▶ Task to complete: Print nothing but the lines below starting at the line that holds "assert_eq!(r.deleted_at, Some(200));" and ending at the line that holds "assert_eq!(r.created_at, created_before);", including both, each exactly as written.

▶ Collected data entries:
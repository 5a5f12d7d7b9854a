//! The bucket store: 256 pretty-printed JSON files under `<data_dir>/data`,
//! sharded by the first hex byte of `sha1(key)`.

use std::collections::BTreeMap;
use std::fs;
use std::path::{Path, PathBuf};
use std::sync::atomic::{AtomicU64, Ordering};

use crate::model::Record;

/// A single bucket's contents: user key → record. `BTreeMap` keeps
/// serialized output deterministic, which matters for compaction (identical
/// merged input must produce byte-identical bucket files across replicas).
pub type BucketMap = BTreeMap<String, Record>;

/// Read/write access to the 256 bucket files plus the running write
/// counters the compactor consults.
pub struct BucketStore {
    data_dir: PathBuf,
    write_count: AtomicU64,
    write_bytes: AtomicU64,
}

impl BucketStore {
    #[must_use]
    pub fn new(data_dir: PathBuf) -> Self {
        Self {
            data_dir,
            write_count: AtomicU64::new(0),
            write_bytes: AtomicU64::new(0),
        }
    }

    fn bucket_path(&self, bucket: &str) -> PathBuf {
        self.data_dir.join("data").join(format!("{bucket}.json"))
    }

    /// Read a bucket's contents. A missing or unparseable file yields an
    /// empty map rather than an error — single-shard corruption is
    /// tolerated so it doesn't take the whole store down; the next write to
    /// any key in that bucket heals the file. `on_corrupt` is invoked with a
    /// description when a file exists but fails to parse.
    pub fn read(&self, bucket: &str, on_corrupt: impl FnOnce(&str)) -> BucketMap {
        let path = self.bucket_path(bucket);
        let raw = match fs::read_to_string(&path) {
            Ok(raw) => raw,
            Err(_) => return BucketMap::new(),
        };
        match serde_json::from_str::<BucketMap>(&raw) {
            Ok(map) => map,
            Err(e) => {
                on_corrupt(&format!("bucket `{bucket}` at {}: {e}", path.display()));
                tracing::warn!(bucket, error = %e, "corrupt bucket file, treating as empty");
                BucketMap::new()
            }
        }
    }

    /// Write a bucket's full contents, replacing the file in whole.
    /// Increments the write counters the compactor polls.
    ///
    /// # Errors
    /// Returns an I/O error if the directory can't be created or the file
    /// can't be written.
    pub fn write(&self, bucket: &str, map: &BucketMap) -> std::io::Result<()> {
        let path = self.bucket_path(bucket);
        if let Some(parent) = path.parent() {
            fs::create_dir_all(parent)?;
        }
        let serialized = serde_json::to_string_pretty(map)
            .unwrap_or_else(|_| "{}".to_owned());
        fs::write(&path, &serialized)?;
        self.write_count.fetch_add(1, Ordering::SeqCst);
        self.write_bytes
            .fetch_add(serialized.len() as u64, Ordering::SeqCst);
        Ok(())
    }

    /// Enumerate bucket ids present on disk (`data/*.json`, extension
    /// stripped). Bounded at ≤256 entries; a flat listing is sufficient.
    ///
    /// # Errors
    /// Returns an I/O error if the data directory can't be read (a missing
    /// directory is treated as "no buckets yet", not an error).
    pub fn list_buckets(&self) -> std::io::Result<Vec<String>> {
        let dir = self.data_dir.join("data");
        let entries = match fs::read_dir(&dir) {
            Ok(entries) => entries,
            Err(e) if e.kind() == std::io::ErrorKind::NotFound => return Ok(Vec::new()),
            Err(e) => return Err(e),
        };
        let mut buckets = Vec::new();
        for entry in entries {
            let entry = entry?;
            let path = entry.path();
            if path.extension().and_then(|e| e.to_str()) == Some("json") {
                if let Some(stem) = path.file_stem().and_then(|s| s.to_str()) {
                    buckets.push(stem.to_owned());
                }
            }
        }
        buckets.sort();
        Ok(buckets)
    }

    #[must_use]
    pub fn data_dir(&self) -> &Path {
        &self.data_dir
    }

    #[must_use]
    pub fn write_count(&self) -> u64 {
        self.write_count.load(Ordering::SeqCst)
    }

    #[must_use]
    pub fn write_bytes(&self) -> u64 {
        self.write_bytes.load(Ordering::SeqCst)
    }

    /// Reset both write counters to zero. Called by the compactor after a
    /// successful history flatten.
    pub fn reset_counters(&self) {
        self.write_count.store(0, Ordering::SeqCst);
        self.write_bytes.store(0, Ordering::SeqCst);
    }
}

* * *

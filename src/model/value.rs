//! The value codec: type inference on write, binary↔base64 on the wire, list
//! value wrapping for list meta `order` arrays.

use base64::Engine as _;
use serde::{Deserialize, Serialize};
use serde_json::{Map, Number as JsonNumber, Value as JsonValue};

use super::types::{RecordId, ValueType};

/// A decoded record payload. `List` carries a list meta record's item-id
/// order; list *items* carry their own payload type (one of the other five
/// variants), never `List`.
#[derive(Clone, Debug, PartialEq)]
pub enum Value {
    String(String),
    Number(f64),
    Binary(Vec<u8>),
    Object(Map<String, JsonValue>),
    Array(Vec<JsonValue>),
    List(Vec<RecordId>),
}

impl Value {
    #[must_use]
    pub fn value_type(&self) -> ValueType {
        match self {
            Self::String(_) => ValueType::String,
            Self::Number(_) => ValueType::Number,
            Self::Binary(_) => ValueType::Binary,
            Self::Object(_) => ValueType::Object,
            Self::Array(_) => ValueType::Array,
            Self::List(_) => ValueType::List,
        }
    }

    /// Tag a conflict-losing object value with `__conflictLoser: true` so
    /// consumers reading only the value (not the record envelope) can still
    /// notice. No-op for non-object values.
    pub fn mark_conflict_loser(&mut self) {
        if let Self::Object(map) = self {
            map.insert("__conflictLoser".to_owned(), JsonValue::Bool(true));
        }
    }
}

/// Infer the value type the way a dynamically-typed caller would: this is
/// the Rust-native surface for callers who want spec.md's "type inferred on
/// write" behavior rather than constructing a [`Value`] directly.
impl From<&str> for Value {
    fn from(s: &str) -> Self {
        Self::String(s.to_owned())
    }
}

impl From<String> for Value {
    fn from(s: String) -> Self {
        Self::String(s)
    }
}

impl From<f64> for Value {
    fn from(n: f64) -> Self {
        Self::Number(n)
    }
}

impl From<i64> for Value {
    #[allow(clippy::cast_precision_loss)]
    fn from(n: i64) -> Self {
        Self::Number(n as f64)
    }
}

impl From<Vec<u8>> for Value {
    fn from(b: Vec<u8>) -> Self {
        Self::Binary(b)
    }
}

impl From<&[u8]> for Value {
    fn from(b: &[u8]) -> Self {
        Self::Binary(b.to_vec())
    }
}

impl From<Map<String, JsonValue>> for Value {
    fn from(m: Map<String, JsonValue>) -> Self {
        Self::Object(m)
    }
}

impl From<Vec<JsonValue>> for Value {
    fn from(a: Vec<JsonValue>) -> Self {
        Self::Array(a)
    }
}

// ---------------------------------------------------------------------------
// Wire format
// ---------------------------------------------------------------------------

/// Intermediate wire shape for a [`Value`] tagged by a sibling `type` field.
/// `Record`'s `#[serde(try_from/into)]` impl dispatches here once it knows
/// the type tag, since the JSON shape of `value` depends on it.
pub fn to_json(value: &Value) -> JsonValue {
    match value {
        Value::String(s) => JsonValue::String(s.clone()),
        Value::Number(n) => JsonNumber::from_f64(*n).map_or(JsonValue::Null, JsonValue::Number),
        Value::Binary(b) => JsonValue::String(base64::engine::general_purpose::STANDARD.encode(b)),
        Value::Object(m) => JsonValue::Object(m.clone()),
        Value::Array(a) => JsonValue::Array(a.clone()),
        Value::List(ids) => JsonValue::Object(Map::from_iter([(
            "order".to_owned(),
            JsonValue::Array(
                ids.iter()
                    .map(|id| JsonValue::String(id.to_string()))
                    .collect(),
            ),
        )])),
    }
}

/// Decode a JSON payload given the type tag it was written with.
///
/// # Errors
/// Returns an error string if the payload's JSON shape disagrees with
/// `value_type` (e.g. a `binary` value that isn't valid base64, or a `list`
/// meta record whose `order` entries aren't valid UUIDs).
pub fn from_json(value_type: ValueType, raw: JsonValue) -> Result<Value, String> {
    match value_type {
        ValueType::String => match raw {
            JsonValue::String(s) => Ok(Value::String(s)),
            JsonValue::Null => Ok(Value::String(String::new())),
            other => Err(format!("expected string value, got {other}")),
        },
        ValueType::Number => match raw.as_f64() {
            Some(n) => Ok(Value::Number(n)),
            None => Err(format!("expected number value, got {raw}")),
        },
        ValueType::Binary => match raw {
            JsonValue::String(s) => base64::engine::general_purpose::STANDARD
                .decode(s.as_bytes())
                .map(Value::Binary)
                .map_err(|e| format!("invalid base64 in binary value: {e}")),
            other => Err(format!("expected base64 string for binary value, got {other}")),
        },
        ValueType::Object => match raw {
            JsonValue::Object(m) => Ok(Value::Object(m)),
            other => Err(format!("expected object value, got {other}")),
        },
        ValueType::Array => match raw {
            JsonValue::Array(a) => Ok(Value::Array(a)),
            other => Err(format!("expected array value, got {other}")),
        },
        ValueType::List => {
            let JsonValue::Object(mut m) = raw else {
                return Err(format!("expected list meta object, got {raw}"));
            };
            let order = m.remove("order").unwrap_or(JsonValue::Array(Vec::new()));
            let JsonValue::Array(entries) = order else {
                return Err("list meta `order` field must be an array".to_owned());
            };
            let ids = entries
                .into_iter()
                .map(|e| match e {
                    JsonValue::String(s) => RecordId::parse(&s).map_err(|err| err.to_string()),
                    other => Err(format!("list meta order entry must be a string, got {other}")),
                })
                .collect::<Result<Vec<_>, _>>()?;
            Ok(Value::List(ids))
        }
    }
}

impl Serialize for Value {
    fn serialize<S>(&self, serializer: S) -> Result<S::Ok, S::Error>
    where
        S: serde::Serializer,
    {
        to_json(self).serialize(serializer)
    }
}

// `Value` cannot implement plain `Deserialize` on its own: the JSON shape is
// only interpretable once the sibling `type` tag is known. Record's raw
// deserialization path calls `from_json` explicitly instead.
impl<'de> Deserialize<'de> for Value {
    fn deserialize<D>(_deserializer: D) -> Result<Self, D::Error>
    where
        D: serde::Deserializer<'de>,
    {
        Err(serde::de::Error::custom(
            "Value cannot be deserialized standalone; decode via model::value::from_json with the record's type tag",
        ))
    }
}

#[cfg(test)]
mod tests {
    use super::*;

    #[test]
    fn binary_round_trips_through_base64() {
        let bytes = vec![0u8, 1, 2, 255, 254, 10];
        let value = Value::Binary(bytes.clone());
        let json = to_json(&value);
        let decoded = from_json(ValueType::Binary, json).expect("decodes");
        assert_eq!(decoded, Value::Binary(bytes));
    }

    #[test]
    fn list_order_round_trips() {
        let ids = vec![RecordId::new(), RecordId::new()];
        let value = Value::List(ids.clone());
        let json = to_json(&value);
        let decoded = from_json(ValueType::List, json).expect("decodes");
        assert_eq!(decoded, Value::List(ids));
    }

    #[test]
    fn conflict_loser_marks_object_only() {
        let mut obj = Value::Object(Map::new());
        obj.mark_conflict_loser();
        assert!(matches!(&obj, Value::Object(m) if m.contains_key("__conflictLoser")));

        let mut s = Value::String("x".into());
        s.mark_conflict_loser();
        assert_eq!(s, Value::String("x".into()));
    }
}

==

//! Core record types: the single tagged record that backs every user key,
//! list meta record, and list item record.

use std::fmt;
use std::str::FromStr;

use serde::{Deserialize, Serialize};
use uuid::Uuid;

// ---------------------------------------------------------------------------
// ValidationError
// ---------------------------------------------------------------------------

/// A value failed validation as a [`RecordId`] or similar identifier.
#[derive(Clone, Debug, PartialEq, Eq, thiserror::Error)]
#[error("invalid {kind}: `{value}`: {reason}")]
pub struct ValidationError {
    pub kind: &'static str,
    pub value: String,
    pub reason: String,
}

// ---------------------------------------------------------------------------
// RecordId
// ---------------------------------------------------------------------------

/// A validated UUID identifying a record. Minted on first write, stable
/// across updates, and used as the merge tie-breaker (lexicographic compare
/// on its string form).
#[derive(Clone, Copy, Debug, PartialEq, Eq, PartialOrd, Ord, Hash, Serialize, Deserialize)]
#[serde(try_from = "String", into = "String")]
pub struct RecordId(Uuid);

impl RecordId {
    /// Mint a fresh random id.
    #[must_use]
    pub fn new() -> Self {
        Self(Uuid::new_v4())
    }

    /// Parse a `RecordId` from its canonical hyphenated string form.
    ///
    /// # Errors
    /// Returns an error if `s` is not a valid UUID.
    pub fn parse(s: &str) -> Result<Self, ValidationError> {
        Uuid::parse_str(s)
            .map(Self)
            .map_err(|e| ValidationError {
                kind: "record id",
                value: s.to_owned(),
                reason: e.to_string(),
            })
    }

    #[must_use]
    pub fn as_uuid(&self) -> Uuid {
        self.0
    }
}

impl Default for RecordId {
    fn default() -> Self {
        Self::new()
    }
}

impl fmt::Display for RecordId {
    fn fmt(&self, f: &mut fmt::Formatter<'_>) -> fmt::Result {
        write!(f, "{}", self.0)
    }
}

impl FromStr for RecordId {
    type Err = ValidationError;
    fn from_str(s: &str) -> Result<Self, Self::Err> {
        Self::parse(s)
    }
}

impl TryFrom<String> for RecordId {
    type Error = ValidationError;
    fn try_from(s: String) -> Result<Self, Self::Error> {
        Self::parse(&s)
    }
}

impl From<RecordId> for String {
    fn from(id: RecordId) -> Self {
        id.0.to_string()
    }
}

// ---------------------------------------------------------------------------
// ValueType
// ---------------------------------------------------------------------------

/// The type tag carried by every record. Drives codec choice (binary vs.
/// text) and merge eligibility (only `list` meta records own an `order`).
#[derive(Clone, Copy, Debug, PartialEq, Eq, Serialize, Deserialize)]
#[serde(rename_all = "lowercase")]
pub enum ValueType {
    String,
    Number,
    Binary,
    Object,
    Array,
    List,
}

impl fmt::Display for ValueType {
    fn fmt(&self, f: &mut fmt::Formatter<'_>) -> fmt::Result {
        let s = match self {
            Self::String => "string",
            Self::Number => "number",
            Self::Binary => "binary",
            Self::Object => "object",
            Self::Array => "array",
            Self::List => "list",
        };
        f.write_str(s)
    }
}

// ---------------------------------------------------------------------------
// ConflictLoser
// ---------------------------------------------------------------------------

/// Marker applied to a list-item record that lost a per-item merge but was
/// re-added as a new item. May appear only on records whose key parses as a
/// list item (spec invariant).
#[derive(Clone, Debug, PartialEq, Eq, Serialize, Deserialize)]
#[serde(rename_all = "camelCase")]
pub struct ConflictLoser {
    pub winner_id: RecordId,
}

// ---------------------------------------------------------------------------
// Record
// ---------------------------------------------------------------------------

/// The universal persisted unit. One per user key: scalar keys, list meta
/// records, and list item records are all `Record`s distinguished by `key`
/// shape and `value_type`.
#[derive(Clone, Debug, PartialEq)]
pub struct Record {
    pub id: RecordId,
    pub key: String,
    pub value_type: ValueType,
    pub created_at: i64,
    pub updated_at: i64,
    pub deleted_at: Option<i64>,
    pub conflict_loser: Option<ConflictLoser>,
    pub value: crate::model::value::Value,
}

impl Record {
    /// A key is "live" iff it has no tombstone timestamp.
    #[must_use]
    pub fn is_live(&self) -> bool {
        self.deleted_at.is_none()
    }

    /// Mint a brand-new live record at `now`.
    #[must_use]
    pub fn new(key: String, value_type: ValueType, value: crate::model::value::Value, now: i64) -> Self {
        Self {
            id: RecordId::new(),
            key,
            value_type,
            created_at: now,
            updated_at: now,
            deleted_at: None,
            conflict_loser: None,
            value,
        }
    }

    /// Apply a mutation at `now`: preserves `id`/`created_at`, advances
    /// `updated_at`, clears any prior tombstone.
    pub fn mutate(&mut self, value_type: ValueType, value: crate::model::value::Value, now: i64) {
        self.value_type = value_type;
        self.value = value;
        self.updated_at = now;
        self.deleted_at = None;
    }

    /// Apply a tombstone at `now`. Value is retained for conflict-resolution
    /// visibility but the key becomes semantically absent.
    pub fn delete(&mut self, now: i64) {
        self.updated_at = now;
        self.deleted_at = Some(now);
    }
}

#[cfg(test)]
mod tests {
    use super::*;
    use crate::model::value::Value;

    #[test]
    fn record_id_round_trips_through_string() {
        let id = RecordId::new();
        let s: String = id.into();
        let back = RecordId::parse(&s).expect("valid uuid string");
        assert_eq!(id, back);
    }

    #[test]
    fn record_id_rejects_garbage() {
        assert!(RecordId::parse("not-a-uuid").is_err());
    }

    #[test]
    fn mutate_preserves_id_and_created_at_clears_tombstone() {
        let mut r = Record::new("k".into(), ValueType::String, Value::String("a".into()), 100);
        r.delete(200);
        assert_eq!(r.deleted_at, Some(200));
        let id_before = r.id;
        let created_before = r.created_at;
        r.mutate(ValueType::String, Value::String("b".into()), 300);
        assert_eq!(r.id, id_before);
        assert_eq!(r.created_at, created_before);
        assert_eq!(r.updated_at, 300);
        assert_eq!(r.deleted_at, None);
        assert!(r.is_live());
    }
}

▶ Completed task:
        assert_eq!(r.deleted_at, Some(200));
        let id_before = r.id;
        let created_before = r.created_at;
        r.mutate(ValueType::String, Value::String("b".into()), 300);
        assert_eq!(r.id, id_before);
        assert_eq!(r.created_at, created_before);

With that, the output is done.